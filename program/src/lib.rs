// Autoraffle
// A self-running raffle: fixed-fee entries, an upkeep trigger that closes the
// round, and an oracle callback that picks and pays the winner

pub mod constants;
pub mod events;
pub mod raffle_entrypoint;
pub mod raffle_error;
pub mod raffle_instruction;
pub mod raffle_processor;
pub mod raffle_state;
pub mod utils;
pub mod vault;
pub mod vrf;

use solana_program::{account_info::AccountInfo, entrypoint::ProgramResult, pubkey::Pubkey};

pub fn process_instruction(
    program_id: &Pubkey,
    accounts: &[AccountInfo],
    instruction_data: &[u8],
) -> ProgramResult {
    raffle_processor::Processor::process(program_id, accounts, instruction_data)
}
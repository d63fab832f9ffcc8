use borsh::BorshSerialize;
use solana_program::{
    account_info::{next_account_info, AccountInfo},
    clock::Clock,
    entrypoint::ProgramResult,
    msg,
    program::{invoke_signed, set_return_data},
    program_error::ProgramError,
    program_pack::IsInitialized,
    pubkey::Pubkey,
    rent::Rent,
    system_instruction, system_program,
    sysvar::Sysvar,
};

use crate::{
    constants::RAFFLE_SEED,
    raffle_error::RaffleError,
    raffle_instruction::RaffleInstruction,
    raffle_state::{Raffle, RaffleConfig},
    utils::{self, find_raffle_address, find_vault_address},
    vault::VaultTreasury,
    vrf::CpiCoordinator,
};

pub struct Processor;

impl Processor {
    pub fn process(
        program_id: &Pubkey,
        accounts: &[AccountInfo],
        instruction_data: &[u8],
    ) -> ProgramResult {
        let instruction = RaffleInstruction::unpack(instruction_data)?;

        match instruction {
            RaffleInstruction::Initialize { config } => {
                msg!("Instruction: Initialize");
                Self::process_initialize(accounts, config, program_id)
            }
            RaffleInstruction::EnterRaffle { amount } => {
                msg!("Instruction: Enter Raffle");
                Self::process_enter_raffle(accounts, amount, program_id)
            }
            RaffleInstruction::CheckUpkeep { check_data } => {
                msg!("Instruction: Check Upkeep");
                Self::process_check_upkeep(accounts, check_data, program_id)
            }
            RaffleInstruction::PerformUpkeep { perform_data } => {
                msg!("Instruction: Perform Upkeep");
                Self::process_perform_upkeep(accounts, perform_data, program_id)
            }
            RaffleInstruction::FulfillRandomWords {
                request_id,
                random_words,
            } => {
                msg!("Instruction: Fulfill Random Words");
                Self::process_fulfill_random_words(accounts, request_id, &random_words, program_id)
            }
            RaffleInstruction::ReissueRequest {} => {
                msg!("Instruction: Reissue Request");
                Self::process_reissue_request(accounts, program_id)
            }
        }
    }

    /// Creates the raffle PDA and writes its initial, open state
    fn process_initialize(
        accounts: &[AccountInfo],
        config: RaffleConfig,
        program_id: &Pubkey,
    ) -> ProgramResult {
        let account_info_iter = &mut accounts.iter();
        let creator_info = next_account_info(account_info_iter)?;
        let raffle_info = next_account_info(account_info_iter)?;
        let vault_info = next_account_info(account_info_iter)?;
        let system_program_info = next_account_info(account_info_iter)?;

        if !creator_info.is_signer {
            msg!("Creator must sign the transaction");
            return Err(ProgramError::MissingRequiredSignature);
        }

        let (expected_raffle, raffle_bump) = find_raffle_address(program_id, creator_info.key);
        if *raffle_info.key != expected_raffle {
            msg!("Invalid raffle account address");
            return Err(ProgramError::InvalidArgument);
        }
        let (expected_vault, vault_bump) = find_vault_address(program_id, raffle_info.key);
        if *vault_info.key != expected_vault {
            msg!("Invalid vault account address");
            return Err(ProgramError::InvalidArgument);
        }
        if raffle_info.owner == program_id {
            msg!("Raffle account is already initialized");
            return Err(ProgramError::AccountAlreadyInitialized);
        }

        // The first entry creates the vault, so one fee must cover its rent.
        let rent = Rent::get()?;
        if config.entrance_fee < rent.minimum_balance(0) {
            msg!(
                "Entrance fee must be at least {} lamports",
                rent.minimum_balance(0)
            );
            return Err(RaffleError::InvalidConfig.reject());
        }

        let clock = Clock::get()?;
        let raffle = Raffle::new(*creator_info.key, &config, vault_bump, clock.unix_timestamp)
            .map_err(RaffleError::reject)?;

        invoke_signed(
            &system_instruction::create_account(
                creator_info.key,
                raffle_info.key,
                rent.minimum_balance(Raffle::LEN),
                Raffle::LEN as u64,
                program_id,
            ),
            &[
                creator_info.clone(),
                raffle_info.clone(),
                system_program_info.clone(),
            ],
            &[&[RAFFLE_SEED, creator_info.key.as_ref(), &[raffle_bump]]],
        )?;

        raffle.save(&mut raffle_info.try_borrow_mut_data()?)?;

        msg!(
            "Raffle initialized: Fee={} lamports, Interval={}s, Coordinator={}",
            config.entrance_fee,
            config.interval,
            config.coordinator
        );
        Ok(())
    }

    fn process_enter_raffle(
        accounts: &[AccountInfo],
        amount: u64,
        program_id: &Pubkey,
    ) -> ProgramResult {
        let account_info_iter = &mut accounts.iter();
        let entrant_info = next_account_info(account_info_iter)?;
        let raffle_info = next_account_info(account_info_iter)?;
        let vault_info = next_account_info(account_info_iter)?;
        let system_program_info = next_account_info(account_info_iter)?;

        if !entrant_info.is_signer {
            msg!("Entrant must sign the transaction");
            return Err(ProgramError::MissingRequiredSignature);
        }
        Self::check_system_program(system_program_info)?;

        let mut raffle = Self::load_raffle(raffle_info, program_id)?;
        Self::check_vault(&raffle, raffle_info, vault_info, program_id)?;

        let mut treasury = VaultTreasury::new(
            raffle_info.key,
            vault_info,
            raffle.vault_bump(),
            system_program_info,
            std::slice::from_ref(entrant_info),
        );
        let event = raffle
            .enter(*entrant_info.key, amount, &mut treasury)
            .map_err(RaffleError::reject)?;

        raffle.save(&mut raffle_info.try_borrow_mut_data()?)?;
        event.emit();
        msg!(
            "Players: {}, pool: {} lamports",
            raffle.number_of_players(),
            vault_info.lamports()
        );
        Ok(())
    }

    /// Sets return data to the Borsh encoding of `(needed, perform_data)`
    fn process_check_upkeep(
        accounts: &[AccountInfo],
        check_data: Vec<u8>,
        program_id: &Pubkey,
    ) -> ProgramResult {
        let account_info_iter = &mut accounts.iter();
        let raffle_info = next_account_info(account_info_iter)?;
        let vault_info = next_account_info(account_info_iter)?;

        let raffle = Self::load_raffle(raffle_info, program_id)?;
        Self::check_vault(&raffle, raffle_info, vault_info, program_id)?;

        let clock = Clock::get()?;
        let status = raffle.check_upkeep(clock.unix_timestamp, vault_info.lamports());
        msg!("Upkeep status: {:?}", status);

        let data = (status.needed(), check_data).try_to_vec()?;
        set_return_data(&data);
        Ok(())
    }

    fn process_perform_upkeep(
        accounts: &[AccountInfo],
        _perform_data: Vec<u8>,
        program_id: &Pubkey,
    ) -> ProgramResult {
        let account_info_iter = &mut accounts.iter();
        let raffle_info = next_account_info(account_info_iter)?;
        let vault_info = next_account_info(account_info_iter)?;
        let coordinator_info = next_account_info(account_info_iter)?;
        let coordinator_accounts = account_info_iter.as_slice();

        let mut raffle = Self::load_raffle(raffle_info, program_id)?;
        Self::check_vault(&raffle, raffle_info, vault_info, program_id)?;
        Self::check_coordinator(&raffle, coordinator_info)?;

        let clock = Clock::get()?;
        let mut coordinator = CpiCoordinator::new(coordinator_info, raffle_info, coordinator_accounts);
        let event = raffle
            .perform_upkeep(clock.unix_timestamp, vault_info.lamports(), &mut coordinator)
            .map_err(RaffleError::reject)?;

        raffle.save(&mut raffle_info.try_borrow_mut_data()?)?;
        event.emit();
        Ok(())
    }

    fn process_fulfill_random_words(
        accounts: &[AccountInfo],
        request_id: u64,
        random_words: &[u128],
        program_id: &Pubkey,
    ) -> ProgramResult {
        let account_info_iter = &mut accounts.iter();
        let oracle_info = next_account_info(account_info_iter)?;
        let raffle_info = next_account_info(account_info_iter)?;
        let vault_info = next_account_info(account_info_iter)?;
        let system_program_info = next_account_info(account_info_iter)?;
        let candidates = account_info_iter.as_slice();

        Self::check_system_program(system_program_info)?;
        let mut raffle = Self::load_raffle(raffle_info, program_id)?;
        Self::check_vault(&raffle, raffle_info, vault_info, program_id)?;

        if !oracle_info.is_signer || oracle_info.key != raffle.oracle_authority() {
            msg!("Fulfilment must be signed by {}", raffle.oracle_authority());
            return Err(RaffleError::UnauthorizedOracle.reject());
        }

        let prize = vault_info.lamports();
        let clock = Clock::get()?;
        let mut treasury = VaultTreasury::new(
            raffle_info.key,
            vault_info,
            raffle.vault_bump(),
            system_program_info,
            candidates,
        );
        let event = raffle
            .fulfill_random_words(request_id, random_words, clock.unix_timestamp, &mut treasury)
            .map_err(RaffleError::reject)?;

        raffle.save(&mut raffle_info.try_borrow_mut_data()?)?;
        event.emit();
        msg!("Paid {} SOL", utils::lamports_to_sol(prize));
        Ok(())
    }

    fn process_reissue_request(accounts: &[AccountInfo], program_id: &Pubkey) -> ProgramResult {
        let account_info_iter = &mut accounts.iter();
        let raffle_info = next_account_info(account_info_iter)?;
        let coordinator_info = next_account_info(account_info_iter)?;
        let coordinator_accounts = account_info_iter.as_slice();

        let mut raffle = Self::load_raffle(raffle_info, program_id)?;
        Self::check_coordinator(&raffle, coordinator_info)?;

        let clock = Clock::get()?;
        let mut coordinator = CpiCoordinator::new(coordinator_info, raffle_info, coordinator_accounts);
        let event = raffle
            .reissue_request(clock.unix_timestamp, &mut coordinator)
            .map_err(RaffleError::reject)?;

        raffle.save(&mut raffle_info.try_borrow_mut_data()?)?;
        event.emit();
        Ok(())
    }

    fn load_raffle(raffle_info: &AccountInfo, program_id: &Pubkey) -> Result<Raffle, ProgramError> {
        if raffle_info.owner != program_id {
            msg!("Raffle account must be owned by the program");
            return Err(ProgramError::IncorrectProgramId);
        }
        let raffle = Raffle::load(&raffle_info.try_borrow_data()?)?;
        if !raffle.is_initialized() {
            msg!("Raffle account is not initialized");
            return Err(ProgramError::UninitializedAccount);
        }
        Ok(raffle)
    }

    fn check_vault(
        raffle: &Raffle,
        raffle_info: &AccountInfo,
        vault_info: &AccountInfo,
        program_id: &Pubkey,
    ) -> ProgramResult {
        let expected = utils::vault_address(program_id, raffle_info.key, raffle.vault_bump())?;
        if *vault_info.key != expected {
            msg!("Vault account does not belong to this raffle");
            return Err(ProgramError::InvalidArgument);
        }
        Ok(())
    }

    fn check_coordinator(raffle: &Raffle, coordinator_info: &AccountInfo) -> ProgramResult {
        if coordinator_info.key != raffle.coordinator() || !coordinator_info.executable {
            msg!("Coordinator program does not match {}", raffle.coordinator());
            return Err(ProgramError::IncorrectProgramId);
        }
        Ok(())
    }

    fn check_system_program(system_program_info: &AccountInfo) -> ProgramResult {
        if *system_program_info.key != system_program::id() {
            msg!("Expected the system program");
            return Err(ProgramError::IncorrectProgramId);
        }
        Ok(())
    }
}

Problem description: Only one part of the material above is to be transcribed, namely the lines starting with the line that has "account must be" and going on through the line that has "coordinator_info: &AccountInfo) ->", exactly as they stand.

Expected answer:
            msg!("Raffle account must be owned by the program");
            return Err(ProgramError::IncorrectProgramId);
        }
        let raffle = Raffle::load(&raffle_info.try_borrow_data()?)?;
        if !raffle.is_initialized() {
            msg!("Raffle account is not initialized");
            return Err(ProgramError::UninitializedAccount);
        }
        Ok(raffle)
    }

    fn check_vault(
        raffle: &Raffle,
        raffle_info: &AccountInfo,
        vault_info: &AccountInfo,
        program_id: &Pubkey,
    ) -> ProgramResult {
        let expected = utils::vault_address(program_id, raffle_info.key, raffle.vault_bump())?;
        if *vault_info.key != expected {
            msg!("Vault account does not belong to this raffle");
            return Err(ProgramError::InvalidArgument);
        }
        Ok(())
    }

    fn check_coordinator(raffle: &Raffle, coordinator_info: &AccountInfo) -> ProgramResult {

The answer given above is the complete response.